ドジャース移籍早々、思わぬ災難に見舞われた大谷。球団側も危機管理意識を強く持つべきとの声も少なくない。(C)Getty Images

 メジャーリーグや海外サッカーチームへの日本人の移籍が珍しくなくなった今日、「外国人」である日本人が、「お抱え」スタッフをチームに入れることが慣例化している。その役割は通訳、トレーナー、日常生活の世話など多岐にわたり、これらは長年の付き合いからの信用がなくては困難であることは理解できる。だが、大谷翔平選手(ドジャース)の通訳を務めていた水原元一平氏の違法賭博や窃盗に関する疑いは、こうした流れに再考を促すことになる。

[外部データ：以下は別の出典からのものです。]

use std::path::Path;
use std::sync::Arc;

use async_trait::async_trait;
use serde::Deserialize;
use serde_json::{Map, json};

use crate::application::ports::{
    AdapterError, EngineAdapter, EngineCapabilities, InferRequest, InferenceRuntime,
    TranscriptionOptions,
};
use crate::domain::{Engine, EngineSettings, Transcript};

use super::model_loading::{
    ensure_audio_readable, ensure_task_supported, load_model, validate_device,
};
use super::transcript_normalizer::{
    SegmentDraft, TranscriptBuilder, decode_native, runtime_failure,
};

const DEVICES: &[&str] = &["cpu", "cuda", "cuda:N", "mps"];
const DEFAULT_LANGUAGE: &str = "zh";
const AUTO_LANGUAGE: &str = "auto";
const NO_SPEECH: &str = "nospeech";

const CAPABILITIES: EngineCapabilities = EngineCapabilities {
    streaming: false,
    word_timestamps: false,
    translation: false,
};

pub struct SenseVoiceAdapter {
    model: String,
    use_itn: bool,
    runtime: Arc<dyn InferenceRuntime>,
}

#[derive(Deserialize)]
struct NativeEntry {
    #[serde(default)]
    text: String,
    #[serde(default)]
    duration: Option<f64>,
}

/// Rich transcription output with its `<|...|>` markers separated out.
#[derive(Debug, Clone, PartialEq)]
pub struct RichText {
    pub tags: Vec<String>,
    pub text: String,
}

impl RichText {
    pub fn parse(raw: &str) -> Self {
        let mut tags = Vec::new();
        let mut text = String::with_capacity(raw.len());
        let mut rest = raw;

        while let Some(open) = rest.find("<|") {
            let after_open = &rest[open + 2..];
            let Some(close) = after_open.find("|>") else {
                break;
            };
            text.push_str(&rest[..open]);
            tags.push(after_open[..close].to_string());
            rest = &after_open[close + 2..];
        }
        text.push_str(rest);

        Self {
            tags,
            text: text.trim().to_string(),
        }
    }

    /// The leading tag names the detected language, unless the model found no
    /// speech or could not decide.
    pub fn language(&self) -> Option<&str> {
        self.tags
            .first()
            .map(String::as_str)
            .filter(|tag| *tag != NO_SPEECH && *tag != AUTO_LANGUAGE)
            .filter(|tag| !tag.is_empty() && tag.chars().all(|c| c.is_ascii_lowercase()))
    }
}

impl SenseVoiceAdapter {
    pub async fn new(
        model: &str,
        settings: &EngineSettings,
        runtime: Arc<dyn InferenceRuntime>,
    ) -> Result<Self, AdapterError> {
        validate_device(Engine::SenseVoice, &settings.device, DEVICES)?;
        load_model(runtime.as_ref(), Engine::SenseVoice, model, settings, None).await?;

        let use_itn = settings
            .extra
            .get("use_itn")
            .and_then(|v| v.as_bool())
            .unwrap_or(true);

        Ok(Self {
            model: model.to_string(),
            use_itn,
            runtime,
        })
    }

    fn request(&self, audio: &Path, options: &TranscriptionOptions) -> InferRequest {
        let mut native = Map::new();
        native.insert(
            "language".to_string(),
            json!(options.language.as_deref().unwrap_or(AUTO_LANGUAGE)),
        );
        native.insert("use_itn".to_string(), json!(self.use_itn));

        InferRequest {
            engine: Engine::SenseVoice,
            model: self.model.clone(),
            audio_path: audio.to_path_buf(),
            options: native,
        }
    }
}

#[async_trait]
impl EngineAdapter for SenseVoiceAdapter {
    fn engine(&self) -> Engine {
        Engine::SenseVoice
    }

    fn model_name(&self) -> &str {
        &self.model
    }

    fn capabilities(&self) -> EngineCapabilities {
        CAPABILITIES
    }

    async fn transcribe_file(
        &self,
        audio: &Path,
        options: &TranscriptionOptions,
    ) -> Result<Transcript, AdapterError> {
        ensure_task_supported(Engine::SenseVoice, CAPABILITIES, options.task)?;
        ensure_audio_readable(audio).await?;

        if options.granularities.word {
            tracing::debug!(
                model = %self.model,
                "SenseVoice has no word timestamps, segments carry empty word lists"
            );
        }

        let request = self.request(audio, options);
        let value = self
            .runtime
            .infer(&request)
            .await
            .map_err(runtime_failure)?;
        let entries: Vec<NativeEntry> = decode_native(value)?;

        let mut builder = TranscriptBuilder::new(options.task, options.granularities.word);
        let mut detected = None;
        let mut offset = 0.0;

        for entry in entries {
            let rich = RichText::parse(&entry.text);
            if detected.is_none() {
                detected = rich.language().map(str::to_string);
            }
            let end = offset + entry.duration.unwrap_or(0.0);
            builder.push(SegmentDraft {
                start: offset,
                end,
                text: rich.text,
                ..SegmentDraft::default()
            });
            offset = end;
        }

        let language = detected
            .or_else(|| options.language.clone())
            .unwrap_or_else(|| DEFAULT_LANGUAGE.to_string());

        Ok(builder.finish(language, offset))
    }
}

【関連記事】水原通訳の違法賭博問題で浮上した「プロアスリートの危機管理問題」。選手の行動を監視・監督する第三者機関が必要<SLUGGER>

 そもそも、選手が必要とする人材と、チームが必要とする人材は必ずしも一致しない。現状では、チーム側はスター選手の周囲を固めるスタッフや関係者の「質」を詳しくは吟味せず、選手の意向に沿った形に収めているのが現状だ。選手が望む形のサポート認めるという考えが前提にあるからだろう。しかし実際には、そうしたスタッフや関係者がチームの運営にも関わることにもなる。それだけに、本来は球団が責任をもってスタッフや関係者の身辺調査を行う必要がある。学歴や家族内を含めた犯罪歴も含めてだ。身辺調査を経て入団を認めた後でも、交友関係などは継続して「監視」する必要がある。

 また、入団前の段階で、スター選手が必要とするスタッフに関して、その者が選手個人のみならず、チーム全体にどういう効果を与えるかを考慮すべきであるだが、この部分が欠落している。水原元通訳の賭博歴は、何も最近になって始まったわけではないはずだ。賭博の常習性と中毒性はギャンブルの特性でもある。素行調査をしっかりと行っていれば、賭博への関与も前もって把握できたかもしれない。
 さらに言うならば、大谷選手自身が元通訳の素行を把握していなかったのも課題だ。これは結果論だが、長年の付き合いの中でも分からないでは済まされないのが、プロチームへ人材の参画における問題である。現状、あまりに緩すぎる。選手がチームに加えたいと思う人材への調査がまず最優先すべき対応、入団後の行動監視は2番目、すなわちセーフティネットの立ち位置で、それが今は確立されていない。本来はチェックシートを設けておいて、定期的に覆面調査を行う必要性があると思う。

 一方で、スタッフの業務の範疇が明確でないという問題もある。「何でもします」的な便利屋のような扱いをさせていることが多い。一人で複数の仕事をこなし、特に競技に関する業務から離れ、選手のプライベートにまで関わる傾向があるのは改善すべきだろう。業務の範囲や規範を明確にする必要がある。

 例えば、通訳業務のみで、選手のプライベートに関わることはさせない。まして預金口座の管理等は一切関わらせない。選手個人の預金口座や金銭に関する事柄は、本来チームスタッフが関わるべきものではない。ただし、スター選手の預金に関しては常に危険が潜むので、選手個人のみならずチームとしても、その安全な運用については、何らかのガイドラインを設ける必要がある。賭博以外にも株の運用など、素人が手を出すべきではないことが多々ある。こうしたことに関わらないようにするためには、チームやリーグがある程度ガードすべきだろう。